___ DATA SUPPLIED ___
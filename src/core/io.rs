//! LIM report export/import and calibration batch loading.

use super::{error::LimError, LimResults};
use crate::model::ForwardArgs;
use crate::utils::{natural_cmp, view_to_tensor};
use anyhow::{Context, Result};
use candle_core::Device;
use safetensors::SafeTensors;
use std::fmt::Write as _;
use std::fs;
use std::io::{BufWriter, Write};
use std::path::Path;

/// One `name: value` record per line, in traversal order.
pub fn write_lim_text(path: &Path, results: &LimResults) -> Result<()> {
    let mut w = BufWriter::new(
        fs::File::create(path).with_context(|| format!("creating {}", path.display()))?,
    );
    for (name, value) in results.iter() {
        writeln!(w, "{name}: {value}")?;
    }
    w.flush()?;
    Ok(())
}

pub fn read_lim_text(path: &Path) -> Result<LimResults> {
    let text = fs::read_to_string(path).with_context(|| format!("reading {}", path.display()))?;
    let mut results = LimResults::new();
    for (i, line) in text.lines().enumerate() {
        let line = line.trim();
        if line.is_empty() || line.starts_with('#') {
            continue;
        }
        let parse_err = |message: String| LimError::Parse {
            line: i + 1,
            message,
        };
        let (name, value) = line
            .rsplit_once(':')
            .ok_or_else(|| parse_err(format!("expected `name: value`, got {line:?}")))?;
        let name = name.trim();
        if name.is_empty() {
            return Err(parse_err("empty layer name".into()).into());
        }
        let value: f64 = value
            .trim()
            .parse()
            .map_err(|e| parse_err(format!("bad value for {name}: {e}")))?;
        results.insert(name, value);
    }
    Ok(results)
}

/// Pretty JSON object; NaN is written as `null`.
pub fn write_lim_json(path: &Path, results: &LimResults) -> Result<()> {
    let mut map = serde_json::Map::with_capacity(results.len());
    for (name, value) in results.iter() {
        map.insert(name.to_string(), serde_json::Value::from(value));
    }
    let w = BufWriter::new(
        fs::File::create(path).with_context(|| format!("creating {}", path.display()))?,
    );
    serde_json::to_writer_pretty(w, &serde_json::Value::Object(map))?;
    Ok(())
}

/// Each tensor of a safetensors file, ordered by name, is one batch.
pub fn load_calibration_batches(path: &Path, device: &Device) -> Result<Vec<ForwardArgs>> {
    let bytes = fs::read(path).with_context(|| format!("reading {}", path.display()))?;
    let st = SafeTensors::deserialize(&bytes)?;
    let mut names: Vec<&str> = st.names().into_iter().map(String::as_str).collect();
    names.sort_by(|a, b| natural_cmp(a, b));

    names
        .into_iter()
        .map(|name| -> Result<ForwardArgs> {
            let t = view_to_tensor(&st.tensor(name)?, device)
                .with_context(|| format!("loading batch {name}"))?;
            Ok(ForwardArgs::Single(t))
        })
        .collect()
}

/// Console listing of a top-K report.
pub fn format_top_k(ranked: &[(String, f64)]) -> String {
    let mut out = String::new();
    for (name, value) in ranked {
        let _ = writeln!(out, "{name}: {value:.4}");
    }
    out
}

#[cfg(test)]
mod tests {
    use super::*;

    #[test]
    fn text_report_round_trips() {
        let dir = tempfile::tempdir().unwrap();
        let path = dir.path().join("lim.txt");
        let mut r = LimResults::new();
        r.insert("model.layers.0.self_attn.q_proj", 0.125);
        r.insert("model.layers.0.mlp.down_proj", f64::NAN);
        write_lim_text(&path, &r).unwrap();

        let back = read_lim_text(&path).unwrap();
        let names: Vec<&str> = back.names().collect();
        assert_eq!(
            names,
            vec!["model.layers.0.self_attn.q_proj", "model.layers.0.mlp.down_proj"]
        );
        assert_eq!(back.get("model.layers.0.self_attn.q_proj"), Some(0.125));
        assert!(back.get("model.layers.0.mlp.down_proj").unwrap().is_nan());
    }

    #[test]
    fn malformed_line_reports_line_number() {
        let mut f = tempfile::NamedTempFile::new().unwrap();
        writeln!(f, "# header").unwrap();
        writeln!(f, "a: 0.5").unwrap();
        writeln!(f, "b 0.7").unwrap();
        let err = read_lim_text(f.path()).unwrap_err();
        match err.downcast_ref::<LimError>() {
            Some(LimError::Parse { line, .. }) => assert_eq!(*line, 3),
            other => panic!("unexpected error: {other:?}"),
        }
    }

    #[test]
    fn json_writes_nan_as_null() {
        let dir = tempfile::tempdir().unwrap();
        let path = dir.path().join("lim.json");
        let mut r = LimResults::new();
        r.insert("b", 0.5);
        r.insert("a", f64::NAN);
        write_lim_json(&path, &r).unwrap();
        let v: serde_json::Value =
            serde_json::from_str(&fs::read_to_string(&path).unwrap()).unwrap();
        assert_eq!(v["b"], serde_json::json!(0.5));
        assert!(v["a"].is_null());
        let keys: Vec<&String> = v.as_object().unwrap().keys().collect();
        assert_eq!(keys, vec!["b", "a"]);
    }

    #[test]
    fn top_k_formatting() {
        let s = format_top_k(&[("o_proj".into(), 0.14213), ("down_proj".into(), 0.1317)]);
        assert_eq!(s, "o_proj: 0.1421\ndown_proj: 0.1317\n");
    }
}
___
Retyping the data above exactly and in full is the task.

* _RESPONSE AREA_:
filename src/core/io.rs
//! LIM report export/import and calibration batch loading.

use super::{error::LimError, LimResults};
use crate::model::ForwardArgs;
use crate::utils::{natural_cmp, view_to_tensor};
use anyhow::{Context, Result};
use candle_core::Device;
use safetensors::SafeTensors;
use std::fmt::Write as _;
use std::fs;
use std::io::{BufWriter, Write};
use std::path::Path;

/// One `name: value` record per line, in traversal order.
pub fn write_lim_text(path: &Path, results: &LimResults) -> Result<()> {
    let mut w = BufWriter::new(
        fs::File::create(path).with_context(|| format!("creating {}", path.display()))?,
    );
    for (name, value) in results.iter() {
        writeln!(w, "{name}: {value}")?;
    }
    w.flush()?;
    Ok(())
}

pub fn read_lim_text(path: &Path) -> Result<LimResults> {
    let text = fs::read_to_string(path).with_context(|| format!("reading {}", path.display()))?;
    let mut results = LimResults::new();
    for (i, line) in text.lines().enumerate() {
        let line = line.trim();
        if line.is_empty() || line.starts_with('#') {
            continue;
        }
        let parse_err = |message: String| LimError::Parse {
            line: i + 1,
            message,
        };
        let (name, value) = line
            .rsplit_once(':')
            .ok_or_else(|| parse_err(format!("expected `name: value`, got {line:?}")))?;
        let name = name.trim();
        if name.is_empty() {
            return Err(parse_err("empty layer name".into()).into());
        }
        let value: f64 = value
            .trim()
            .parse()
            .map_err(|e| parse_err(format!("bad value for {name}: {e}")))?;
        results.insert(name, value);
    }
    Ok(results)
}

/// Pretty JSON object; NaN is written as `null`.
pub fn write_lim_json(path: &Path, results: &LimResults) -> Result<()> {
    let mut map = serde_json::Map::with_capacity(results.len());
    for (name, value) in results.iter() {
        map.insert(name.to_string(), serde_json::Value::from(value));
    }
    let w = BufWriter::new(
        fs::File::create(path).with_context(|| format!("creating {}", path.display()))?,
    );
    serde_json::to_writer_pretty(w, &serde_json::Value::Object(map))?;
    Ok(())
}

/// Each tensor of a safetensors file, ordered by name, is one batch.
pub fn load_calibration_batches(path: &Path, device: &Device) -> Result<Vec<ForwardArgs>> {
    let bytes = fs::read(path).with_context(|| format!("reading {}", path.display()))?;
    let st = SafeTensors::deserialize(&bytes)?;
    let mut names: Vec<&str> = st.names().into_iter().map(String::as_str).collect();
    names.sort_by(|a, b| natural_cmp(a, b));

    names
        .into_iter()
        .map(|name| -> Result<ForwardArgs> {
            let t = view_to_tensor(&st.tensor(name)?, device)
                .with_context(|| format!("loading batch {name}"))?;
            Ok(ForwardArgs::Single(t))
        })
        .collect()
}

/// Console listing of a top-K report.
pub fn format_top_k(ranked: &[(String, f64)]) -> String {
    let mut out = String::new();
    for (name, value) in ranked {
        let _ = writeln!(out, "{name}: {value:.4}");
    }
    out
}

#[cfg(test)]
mod tests {
    use super::*;

    #[test]
    fn text_report_round_trips() {
        let dir = tempfile::tempdir().unwrap();
        let path = dir.path().join("lim.txt");
        let mut r = LimResults::new();
        r.insert("model.layers.0.self_attn.q_proj", 0.125);
        r.insert("model.layers.0.mlp.down_proj", f64::NAN);
        write_lim_text(&path, &r).unwrap();

        let back = read_lim_text(&path).unwrap();
        let names: Vec<&str> = back.names().collect();
        assert_eq!(
            names,
            vec!["model.layers.0.self_attn.q_proj", "model.layers.0.mlp.down_proj"]
        );
        assert_eq!(back.get("model.layers.0.self_attn.q_proj"), Some(0.125));
        assert!(back.get("model.layers.0.mlp.down_proj").unwrap().is_nan());
    }

    #[test]
    fn malformed_line_reports_line_number() {
        let mut f = tempfile::NamedTempFile::new().unwrap();
        writeln!(f, "# header").unwrap();
        writeln!(f, "a: 0.5").unwrap();
        writeln!(f, "b 0.7").unwrap();
        let err = read_lim_text(f.path()).unwrap_err();
        match err.downcast_ref::<LimError>() {
            Some(LimError::Parse { line, .. }) => assert_eq!(*line, 3),
            other => panic!("unexpected error: {other:?}"),
        }
    }

    #[test]
    fn json_writes_nan_as_null() {
        let dir = tempfile::tempdir().unwrap();
        let path = dir.path().join("lim.json");
        let mut r = LimResults::new();
        r.insert("b", 0.5);
        r.insert("a", f64::NAN);
        write_lim_json(&path, &r).unwrap();
        let v: serde_json::Value =
            serde_json::from_str(&fs::read_to_string(&path).unwrap()).unwrap();
        assert_eq!(v["b"], serde_json::json!(0.5));
        assert!(v["a"].is_null());
        let keys: Vec<&String> = v.as_object().unwrap().keys().collect();
        assert_eq!(keys, vec!["b", "a"]);
    }

    #[test]
    fn top_k_formatting() {
        let s = format_top_k(&[("o_proj".into(), 0.14213), ("down_proj".into(), 0.1317)]);
        assert_eq!(s, "o_proj: 0.1421\ndown_proj: 0.1317\n");
    }
}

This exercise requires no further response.